RECORDS |

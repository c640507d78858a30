//! The endpoint-slice sub-language: `name`, `name[]`, `name[k]`,
//! `name[a:b]`, `name[a:b:s]`, `name[:b]`, `name[a:]`, `name[:]`.
//!
//! This is the single tight parser for the grammar in spec.md §6:
//!
//! ```text
//! Path      := Segment ("." Segment)*
//! Segment   := Ident ("[" Slice "]")?
//! Slice     := Int | Int? ":" Int? (":" Int?)?
//! ```
//!
//! Name resolution (does `name` refer to a real `Component`?) is the
//! caller's job; this module only turns text into `(name, start, stop,
//! step)` once a component's declared `count` is known.

use crate::error::SliceError;

/// The slice portion of a segment, before it has been resolved against a
/// component's `count`. `None` means "not specified, use the default".
#[derive(Debug, Clone, Copy, PartialEq, Eq, Default)]
pub struct RawSlice {
    pub start: Option<i64>,
    pub stop: Option<i64>,
    pub step: Option<i64>,
}

impl RawSlice {
    /// The slice that selects the full range, i.e. `name` or `name[]` or
    /// `name[:]`.
    pub fn full() -> Self {
        Self::default()
    }
}

/// A parsed-but-unresolved path segment: `name` plus its raw slice.
#[derive(Debug, Clone, PartialEq, Eq)]
pub struct RawSegment<'a> {
    pub name: &'a str,
    pub slice: RawSlice,
}

/// A fully resolved slice: `0 <= start < stop <= count`, `step >= 1`.
#[derive(Debug, Clone, Copy, PartialEq, Eq)]
pub struct ResolvedSlice {
    pub start: u32,
    pub stop: u32,
    pub step: u32,
}

impl ResolvedSlice {
    /// The indices this slice selects, in order.
    pub fn indices(&self) -> impl Iterator<Item = u32> + '_ {
        (self.start..self.stop).step_by(self.step as usize)
    }
}

/// Split a dotted path (`"nic[0:8:2].port[0]"`) into its raw segments.
pub fn parse_path(path: &str) -> Result<Vec<RawSegment<'_>>, SliceError> {
    path.split('.').map(parse_segment).collect()
}

/// Parse a single `name` or `name[expr]` segment.
pub fn parse_segment(segment: &str) -> Result<RawSegment<'_>, SliceError> {
    let malformed = || SliceError::Malformed {
        segment: segment.to_string(),
        expr: segment.to_string(),
    };

    let Some(open) = segment.find('[') else {
        if segment.contains(']') {
            return Err(malformed());
        }
        return Ok(RawSegment {
            name: segment,
            slice: RawSlice::full(),
        });
    };

    if !segment.ends_with(']') {
        return Err(malformed());
    }
    let name = &segment[..open];
    let expr = &segment[open + 1..segment.len() - 1];
    if name.is_empty() || expr.contains('[') {
        return Err(malformed());
    }

    let slice = parse_slice_expr(segment, expr)?;
    Ok(RawSegment { name, slice })
}

fn parse_slice_expr(segment: &str, expr: &str) -> Result<RawSlice, SliceError> {
    let malformed = |expr: &str| SliceError::Malformed {
        segment: segment.to_string(),
        expr: expr.to_string(),
    };

    if expr.is_empty() {
        return Ok(RawSlice::full());
    }

    if !expr.contains(':') {
        // Singleton index: "k" -> start=k, stop=k+1, step=1.
        let k: i64 = expr.trim().parse().map_err(|_| malformed(expr))?;
        let next = k.checked_add(1).ok_or_else(|| malformed(expr))?;
        return Ok(RawSlice {
            start: Some(k),
            stop: Some(next),
            step: Some(1),
        });
    }

    let parts: Vec<&str> = expr.split(':').collect();
    if parts.len() > 3 {
        return Err(malformed(expr));
    }

    let parse_opt = |s: &str| -> Result<Option<i64>, SliceError> {
        if s.trim().is_empty() {
            Ok(None)
        } else {
            s.trim().parse().map(Some).map_err(|_| malformed(expr))
        }
    };

    let start = parse_opt(parts[0])?;
    let stop = parts.get(1).map(|s| parse_opt(s)).transpose()?.flatten();
    let step = parts.get(2).map(|s| parse_opt(s)).transpose()?.flatten();

    Ok(RawSlice { start, stop, step })
}

/// Resolve a raw slice against a component's declared `count`, applying
/// defaults (`start=0`, `stop=count`, `step=1`) and validating bounds.
pub fn resolve_slice(segment: &str, raw: RawSlice, count: u32) -> Result<ResolvedSlice, SliceError> {
    let start = raw.start.unwrap_or(0);
    let stop = raw.stop.unwrap_or(i64::from(count));
    let step = raw.step.unwrap_or(1);

    if step < 1 {
        return Err(SliceError::NonPositiveStep {
            segment: segment.to_string(),
            step,
        });
    }
    if start < 0 || stop < 0 || start > i64::from(u32::MAX) || stop > i64::from(u32::MAX) {
        return Err(SliceError::Malformed {
            segment: segment.to_string(),
            expr: format!("{start}:{stop}:{step}"),
        });
    }

    let (start, stop, step) = (start as u32, stop as u32, step as u32);

    if start > stop {
        return Err(SliceError::StartAfterStop {
            segment: segment.to_string(),
            start,
            stop,
        });
    }
    if start >= count || stop > count {
        return Err(SliceError::OutOfRange {
            name: segment.to_string(),
            start,
            stop,
            count,
        });
    }

    Ok(ResolvedSlice { start, stop, step })
}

WORK ITEM | Without changing a single character, repeat each record.

EXERCISE RESPONSE |
repository c640507d78858a30
//! The endpoint-slice sub-language: `name`, `name[]`, `name[k]`,
//! `name[a:b]`, `name[a:b:s]`, `name[:b]`, `name[a:]`, `name[:]`.
//!
//! This is the single tight parser for the grammar in spec.md §6:
//!
//! ```text
//! Path      := Segment ("." Segment)*
//! Segment   := Ident ("[" Slice "]")?
//! Slice     := Int | Int? ":" Int? (":" Int?)?
//! ```
//!
//! Name resolution (does `name` refer to a real `Component`?) is the
//! caller's job; this module only turns text into `(name, start, stop,
//! step)` once a component's declared `count` is known.

use crate::error::SliceError;

/// The slice portion of a segment, before it has been resolved against a
/// component's `count`. `None` means "not specified, use the default".
#[derive(Debug, Clone, Copy, PartialEq, Eq, Default)]
pub struct RawSlice {
    pub start: Option<i64>,
    pub stop: Option<i64>,
    pub step: Option<i64>,
}

impl RawSlice {
    /// The slice that selects the full range, i.e. `name` or `name[]` or
    /// `name[:]`.
    pub fn full() -> Self {
        Self::default()
    }
}

/// A parsed-but-unresolved path segment: `name` plus its raw slice.
#[derive(Debug, Clone, PartialEq, Eq)]
pub struct RawSegment<'a> {
    pub name: &'a str,
    pub slice: RawSlice,
}

/// A fully resolved slice: `0 <= start < stop <= count`, `step >= 1`.
#[derive(Debug, Clone, Copy, PartialEq, Eq)]
pub struct ResolvedSlice {
    pub start: u32,
    pub stop: u32,
    pub step: u32,
}

impl ResolvedSlice {
    /// The indices this slice selects, in order.
    pub fn indices(&self) -> impl Iterator<Item = u32> + '_ {
        (self.start..self.stop).step_by(self.step as usize)
    }
}

/// Split a dotted path (`"nic[0:8:2].port[0]"`) into its raw segments.
pub fn parse_path(path: &str) -> Result<Vec<RawSegment<'_>>, SliceError> {
    path.split('.').map(parse_segment).collect()
}

/// Parse a single `name` or `name[expr]` segment.
pub fn parse_segment(segment: &str) -> Result<RawSegment<'_>, SliceError> {
    let malformed = || SliceError::Malformed {
        segment: segment.to_string(),
        expr: segment.to_string(),
    };

    let Some(open) = segment.find('[') else {
        if segment.contains(']') {
            return Err(malformed());
        }
        return Ok(RawSegment {
            name: segment,
            slice: RawSlice::full(),
        });
    };

    if !segment.ends_with(']') {
        return Err(malformed());
    }
    let name = &segment[..open];
    let expr = &segment[open + 1..segment.len() - 1];
    if name.is_empty() || expr.contains('[') {
        return Err(malformed());
    }

    let slice = parse_slice_expr(segment, expr)?;
    Ok(RawSegment { name, slice })
}

fn parse_slice_expr(segment: &str, expr: &str) -> Result<RawSlice, SliceError> {
    let malformed = |expr: &str| SliceError::Malformed {
        segment: segment.to_string(),
        expr: expr.to_string(),
    };

    if expr.is_empty() {
        return Ok(RawSlice::full());
    }

    if !expr.contains(':') {
        // Singleton index: "k" -> start=k, stop=k+1, step=1.
        let k: i64 = expr.trim().parse().map_err(|_| malformed(expr))?;
        let next = k.checked_add(1).ok_or_else(|| malformed(expr))?;
        return Ok(RawSlice {
            start: Some(k),
            stop: Some(next),
            step: Some(1),
        });
    }

    let parts: Vec<&str> = expr.split(':').collect();
    if parts.len() > 3 {
        return Err(malformed(expr));
    }

    let parse_opt = |s: &str| -> Result<Option<i64>, SliceError> {
        if s.trim().is_empty() {
            Ok(None)
        } else {
            s.trim().parse().map(Some).map_err(|_| malformed(expr))
        }
    };

    let start = parse_opt(parts[0])?;
    let stop = parts.get(1).map(|s| parse_opt(s)).transpose()?.flatten();
    let step = parts.get(2).map(|s| parse_opt(s)).transpose()?.flatten();

    Ok(RawSlice { start, stop, step })
}

/// Resolve a raw slice against a component's declared `count`, applying
/// defaults (`start=0`, `stop=count`, `step=1`) and validating bounds.
pub fn resolve_slice(segment: &str, raw: RawSlice, count: u32) -> Result<ResolvedSlice, SliceError> {
    let start = raw.start.unwrap_or(0);
    let stop = raw.stop.unwrap_or(i64::from(count));
    let step = raw.step.unwrap_or(1);

    if step < 1 {
        return Err(SliceError::NonPositiveStep {
            segment: segment.to_string(),
            step,
        });
    }
    if start < 0 || stop < 0 || start > i64::from(u32::MAX) || stop > i64::from(u32::MAX) {
        return Err(SliceError::Malformed {
            segment: segment.to_string(),
            expr: format!("{start}:{stop}:{step}"),
        });
    }

    let (start, stop, step) = (start as u32, stop as u32, step as u32);

    if start > stop {
        return Err(SliceError::StartAfterStop {
            segment: segment.to_string(),
            start,
            stop,
        });
    }
    if start >= count || stop > count {
        return Err(SliceError::OutOfRange {
            name: segment.to_string(),
            start,
            stop,
            count,
        });
    }

    Ok(ResolvedSlice { start, stop, step })
}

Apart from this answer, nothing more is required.